Ныне ЖБИ холодил пустотой, но, говорят, что где-то в ночи можно увидеть синюю искру, которую связывали мистическим образом с убийствами. Мол, синяя искра загорелась в ночи вызывая зло или возвещая о его свершении. В основном история начиналась и заканчивалась на этой таинственной синей искре. Я по-свойски зашел на территорию ЖБИ и увидел руины индустрии, всюду развал и запустение средь громад, труб и разбросанных плит, словно кости из трупов динозавров торчали из них арматурины. Не порушенное, но просто оставленное не у дел на кладбище рыночных неустоек.
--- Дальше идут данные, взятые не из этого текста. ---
impl Room {
    pub(crate) fn new(id: String, config: Arc<SfuConfig>, registry: Weak<RoomMap>) -> Arc<Self> {
        Arc::new(Self {
            id,
            state: RwLock::new(RoomState::default()),
            config,
            registry,
        })
    }

    /// Creates the media-transport connection of `peer`, subscribes it to every
    /// forwarded track and sends the initial offer.
    ///
    /// On error nothing is registered and the signaling connection stays open.
    pub async fn join(self: &Arc<Self>, peer: &Arc<PeerSession>) -> Result<(), Error> {
        let connection = Arc::new(
            media_engine::new_peer_connection(&self.config.transport, &self.config.codec).await?,
        );
        if let Err(err) = Self::prepare_connection(&connection, peer).await {
            Self::discard_connection(&connection).await;
            return Err(err);
        }

        let (event_sender, event_receiver) = mpsc::unbounded_channel();
        Self::connection_hooks(&connection, event_sender);

        let (tracks, evicted) = {
            let mut state = self.state.write().await;
            if state.retired {
                drop(state);
                Self::discard_connection(&connection).await;
                return Err(Error::new_room(
                    format!("room {} is closed", self.id),
                    RoomErrorKind::RoomClosed,
                ));
            }
            let evicted = Self::take_peer(&mut state, &peer.id).await;
            state.peers.insert(peer.id.clone(), Arc::clone(peer));
            (state.tracks.clone(), evicted)
        };

        if let Some(departure) = evicted {
            tracing::info!(
                "peer {} rejoined room {}, previous session is evicted",
                peer.id,
                self.id
            );
            self.finish_departure(departure).await;
        }

        tokio::spawn(Self::peer_event_loop(
            Arc::clone(self),
            Arc::clone(peer),
            event_receiver,
        ));

        for track in tracks.iter().filter(|t| t.owner_id != peer.id) {
            if let Err(err) = Self::attach_track(&connection, track).await {
                tracing::warn!("failed to forward {} to {}: {}", track.id, peer.id, err);
            }
        }

        tracing::info!("peer {} joined room {}", peer.id, self.id);

        if let Err(err) = peer.signal().await {
            tracing::warn!("failed to send initial offer to {}: {}", peer.id, err);
        }

        Ok(())
    }

    async fn prepare_connection(
        connection: &Arc<RTCPeerConnection>,
        peer: &PeerSession,
    ) -> Result<(), Error> {
        // Receive-only slots let the client publish without waiting for another round.
        for kind in [RTPCodecType::Audio, RTPCodecType::Video] {
            connection
                .add_transceiver_from_kind(
                    kind,
                    Some(RTCRtpTransceiverInit {
                        direction: RTCRtpTransceiverDirection::Recvonly,
                        send_encodings: vec![],
                    }),
                )
                .await?;
        }
        peer.attach_connection(Arc::clone(connection))
    }

    async fn discard_connection(connection: &RTCPeerConnection) {
        if let Err(err) = connection.close().await {
            tracing::warn!("failed to close discarded peer connection: {}", err);
        }
    }

    fn connection_hooks(
        connection: &RTCPeerConnection,
        event_sender: mpsc::UnboundedSender<PeerEvent>,
    ) {
        connection.on_track(Box::new(enc!((event_sender)
            move |track: Arc<TrackRemote>,
                  _receiver: Arc<RTCRtpReceiver>,
                  _transceiver: Arc<RTCRtpTransceiver>| {
                let _ = event_sender.send(PeerEvent::Track(track));
                Box::pin(async {})
            }
        )));

        connection.on_ice_candidate(Box::new(enc!((event_sender)
            move |candidate: Option<RTCIceCandidate>| {
                if let Some(candidate) = candidate {
                    let _ = event_sender.send(PeerEvent::IceCandidate(candidate));
                }
                Box::pin(async {})
            }
        )));

        connection.on_peer_connection_state_change(Box::new(
            move |state: RTCPeerConnectionState| {
                let _ = event_sender.send(PeerEvent::ConnectionState(state));
                Box::pin(async {})
            },
        ));
    }

    async fn peer_event_loop(
        room: Arc<Room>,
        peer: Arc<PeerSession>,
        mut event_receiver: mpsc::UnboundedReceiver<PeerEvent>,
    ) {
        loop {
            let event = tokio::select! {
                _ = peer.closed() => break,
                event = event_receiver.recv() => match event {
                    Some(event) => event,
                    None => break,
                },
            };
            if room.handle_event(&peer, event).await.is_break() {
                break;
            }
        }
        tracing::debug!("event loop of {} in room {} finished", peer.id, room.id);
    }

    pub(crate) async fn handle_event(
        &self,
        peer: &Arc<PeerSession>,
        event: PeerEvent,
    ) -> ControlFlow<()> {
        match event {
            PeerEvent::Track(remote) => {
                self.publish_remote_track(peer, remote).await;
            }
            PeerEvent::IceCandidate(candidate) => match candidate.to_json() {
                Ok(init) => {
                    if let Err(err) = peer.send(&ServerMessage::Candidate(init)).await {
                        tracing::debug!("failed to send candidate to {}: {}", peer.id, err);
                    }
                }
                Err(err) => tracing::error!("failed to serialize candidate: {}", err),
            },
            PeerEvent::ConnectionState(state) => {
                tracing::info!("peer {} connection state changed: {}", peer.id, state);
                if matches!(
                    state,
                    RTCPeerConnectionState::Failed | RTCPeerConnectionState::Closed
                ) {
                    self.remove_session(peer).await;
                    return ControlFlow::Break(());
                }
            }
        }
        ControlFlow::Continue(())
    }

    async fn publish_remote_track(&self, peer: &Arc<PeerSession>, remote: Arc<TrackRemote>) {
        tracing::info!(
            "Track published by {}: id={}, stream_id={}, ssrc={}",
            peer.id,
            remote.id(),
            remote.stream_id(),
            remote.ssrc()
        );
        let publisher = match peer.connection() {
            Ok(connection) => connection,
            Err(_) => return,
        };

        let track = Arc::new(ForwardedTrack::from_remote(peer.id.clone(), &remote));
        if self.publish_track(peer, Arc::clone(&track)).await {
            track.start_relay(remote, publisher, self.config.pli_interval);
        }
    }

    /// Adds `track` to the room and forwards it to every other peer, renegotiating each of them.
    ///
    /// Returns false, and stops the track, when `peer` is no longer a member.
    pub async fn publish_track(&self, peer: &Arc<PeerSession>, track: Arc<ForwardedTrack>) -> bool {
        peer.add_stream_id(track.stream_id.clone()).await;

        let subscribers: Vec<Arc<PeerSession>> = {
            let mut state = self.state.write().await;
            let is_member = state
                .peers
                .get(&peer.id)
                .map_or(false, |current| Arc::ptr_eq(current, peer));
            if !is_member {
                drop(state);
                track.stop();
                return false;
            }
            state.tracks.push(Arc::clone(&track));
            state
                .peers
                .values()
                .filter(|p| p.id != peer.id)
                .cloned()
                .collect()
        };

        for subscriber in subscribers {
            let connection = match subscriber.connection() {
                Ok(connection) => connection,
                Err(_) => continue,
            };
            if let Err(err) = Self::attach_track(&connection, &track).await {
                tracing::warn!("failed to forward {} to {}: {}", track.id, subscriber.id, err);
                continue;
            }
            if let Err(err) = subscriber.signal().await {
                tracing::warn!("failed to renegotiate with {}: {}", subscriber.id, err);
            }
        }

        true
    }

    async fn attach_track(
        connection: &RTCPeerConnection,
        track: &ForwardedTrack,
    ) -> Result<(), Error> {
        let rtp_sender = connection.add_track(track.local_track()).await?;
        track.drain_rtcp(rtp_sender);
        Ok(())
    }

    /// Removes the peer with `peer_id`. Unknown IDs are ignored and false is returned.
    pub async fn remove_peer(&self, peer_id: &str) -> bool {
        let departure = {
            let mut state = self.state.write().await;
            Self::take_peer(&mut state, peer_id).await
        };

        match departure {
            Some(departure) => {
                self.finish_departure(departure).await;
                true
            }
            None => false,
        }
    }

    /// Removes `peer` only if it is still the registered session of its user.
    /// `peer` is closed in every case.
    pub async fn remove_session(&self, peer: &Arc<PeerSession>) -> SessionRemoval {
        let (removal, departure) = {
            let mut state = self.state.write().await;
            let removal = match state.peers.get(&peer.id) {
                None => SessionRemoval::NotFound,
                Some(current) if Arc::ptr_eq(current, peer) => SessionRemoval::Removed,
                Some(_) => SessionRemoval::Superseded,
            };
            let departure = match removal {
                SessionRemoval::Removed => Self::take_peer(&mut state, &peer.id).await,
                _ => None,
            };
            (removal, departure)
        };

        match departure {
            Some(departure) => self.finish_departure(departure).await,
            None => peer.close().await,
        }
        removal
    }

    async fn take_peer(state: &mut RoomState, peer_id: &str) -> Option<Departure> {
        let peer = state.peers.remove(peer_id)?;
        let stream_ids = peer.stream_ids().await;

        let (tracks, kept): (Vec<_>, Vec<_>) = std::mem::take(&mut state.tracks)
            .into_iter()
            .partition(|t| t.owner_id == peer.id && stream_ids.contains(&t.stream_id));
        state.tracks = kept;

        Some(Departure {
            peer,
            stream_ids,
            tracks,
            remaining: state.peers.values().cloned().collect(),
            empty: state.peers.is_empty(),
        })
    }

    async fn finish_departure(&self, departure: Departure) {
        let Departure {
            peer,
            stream_ids,
            tracks,
            remaining,
            empty,
        } = departure;

        for track in tracks.iter() {
            tracing::debug!("Track {} is removed from room {}", track.id, self.id);
            track.stop();
        }

        if empty {
            self.release().await;
        }

        peer.close().await;
        tracing::info!("peer {} left room {}", peer.id, self.id);

        for other in remaining {
            let message = ServerMessage::UserLeft {
                user_id: peer.id.clone(),
                stream_ids: stream_ids.clone(),
            };
            tokio::spawn(async move {
                if let Err(err) = other.send(&message).await {
                    tracing::warn!("failed to notify {}: {}", other.id, err);
                }
            });
        }
    }

    // Retires an empty room and drops it from the registry.
    async fn release(&self) {
        {
            let mut state = self.state.write().await;
            if !state.peers.is_empty() || state.retired {
                return;
            }
            state.retired = true;
        }

        if let Some(rooms) = self.registry.upgrade() {
            let removed = rooms.remove_if(&self.id, |_, room| std::ptr::eq(room.as_ref(), self));
            if removed.is_some() {
                tracing::info!("Room {} is removed", self.id);
            }
        }
    }

    pub async fn peer(&self, peer_id: &str) -> Option<Arc<PeerSession>> {
        self.state.read().await.peers.get(peer_id).cloned()
    }

    pub async fn peer_ids(&self) -> Vec<String> {
        let mut ids: Vec<String> = self.state.read().await.peers.keys().cloned().collect();
        ids.sort();
        ids
    }

    pub async fn peer_count(&self) -> usize {
        self.state.read().await.peers.len()
    }

    pub async fn is_empty(&self) -> bool {
        self.state.read().await.peers.is_empty()
    }

    pub async fn is_retired(&self) -> bool {
        self.state.read().await.retired
    }

    /// Stream IDs of the forwarded tracks, in publication order.
    pub async fn track_stream_ids(&self) -> Vec<String> {
        self.state
            .read()
            .await
            .tracks
            .iter()
            .map(|t| t.stream_id.clone())
            .collect()
    }
}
Меня окликнул грубый голос: повернувшись, я никак не ожидал определить в его обладателе человека в сварочной маске; хотя кому еще здесь место? В голосе его звучала сталь с примесью чугуна. Сварочный аппарат в его руке гневно рявкнул, будто пес, предупреждающий чужака.
– Я лишь затем пришел, чтобы искать помощи, – стал придумывать я, – старая водокачка дала течь.
– До меня уже дошли слухи, что ее починили, – встал он на пути моей хитрости и выхода из ворот.
– О, чтобы ее отремонтировать требуется мастерство лучшего из сварочных умельцев, – я чувствовал прищур за темным стеклом, пытающимся отцепить мою лесть от своей мнительности.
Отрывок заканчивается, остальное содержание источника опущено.